- Opening Delimiter -

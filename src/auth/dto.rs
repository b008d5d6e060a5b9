use jsonwebtoken::{DecodingKey, EncodingKey};
use serde::{Deserialize, Serialize};
use std::time::Duration;
use uuid::Uuid;

/// Token type used to distinguish Access and Refresh JWTs.
#[derive(Debug, Serialize, Deserialize, Clone, Copy, PartialEq, Eq)]
#[serde(rename_all = "lowercase")]
pub enum TokenKind {
    #[serde(alias = "Access")]
    Access,
    #[serde(alias = "Refresh")]
    Refresh,
}

/// Standard JWT claims used in the app.
#[derive(Debug, Serialize, Deserialize, Clone)]
pub struct Claims {
    pub sub: Uuid,       // user ID
    pub exp: usize,      // expiration time
    pub iat: usize,      // issued at
    pub iss: String,     // issuer
    pub aud: String,     // audience
    pub kind: TokenKind, // access or refresh
}

/// Holds JWT signing and verification keys with config data.
#[derive(Clone)]
pub struct JwtKeys {
    pub encoding: EncodingKey,
    pub decoding: DecodingKey,
    pub issuer: String,
    pub audience: String,
    pub access_ttl: Duration,
    pub refresh_ttl: Duration,
}

/// Username and password, used by both register and login.
#[derive(Debug, Deserialize)]
pub struct CredentialsRequest {
    pub username: String,
    pub password: String,
}

#[derive(Debug, Deserialize)]
pub struct RefreshRequest {
    pub refresh_token: String,
}

/// Response returned after login, register or refresh.
#[derive(Debug, Serialize)]
pub struct AuthResponse {
    pub access_token: String,
    pub refresh_token: String,
    pub user: PublicUser,
}

#[derive(Debug, Serialize)]
pub struct PublicUser {
    pub id: Uuid,
    pub username: String,
}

- Closing Delimiter -

• **ASSIGNMENT**: Your answer must be the complete listing, repeated exactly.

• **ANSWER TO THIS TASK**:
filename src/auth/dto.rs
repository b008d5d6e060a5b9
use jsonwebtoken::{DecodingKey, EncodingKey};
use serde::{Deserialize, Serialize};
use std::time::Duration;
use uuid::Uuid;

/// Token type used to distinguish Access and Refresh JWTs.
#[derive(Debug, Serialize, Deserialize, Clone, Copy, PartialEq, Eq)]
#[serde(rename_all = "lowercase")]
pub enum TokenKind {
    #[serde(alias = "Access")]
    Access,
    #[serde(alias = "Refresh")]
    Refresh,
}

/// Standard JWT claims used in the app.
#[derive(Debug, Serialize, Deserialize, Clone)]
pub struct Claims {
    pub sub: Uuid,       // user ID
    pub exp: usize,      // expiration time
    pub iat: usize,      // issued at
    pub iss: String,     // issuer
    pub aud: String,     // audience
    pub kind: TokenKind, // access or refresh
}

/// Holds JWT signing and verification keys with config data.
#[derive(Clone)]
pub struct JwtKeys {
    pub encoding: EncodingKey,
    pub decoding: DecodingKey,
    pub issuer: String,
    pub audience: String,
    pub access_ttl: Duration,
    pub refresh_ttl: Duration,
}

/// Username and password, used by both register and login.
#[derive(Debug, Deserialize)]
pub struct CredentialsRequest {
    pub username: String,
    pub password: String,
}

#[derive(Debug, Deserialize)]
pub struct RefreshRequest {
    pub refresh_token: String,
}

/// Response returned after login, register or refresh.
#[derive(Debug, Serialize)]
pub struct AuthResponse {
    pub access_token: String,
    pub refresh_token: String,
    pub user: PublicUser,
}

#[derive(Debug, Serialize)]
pub struct PublicUser {
    pub id: Uuid,
    pub username: String,
}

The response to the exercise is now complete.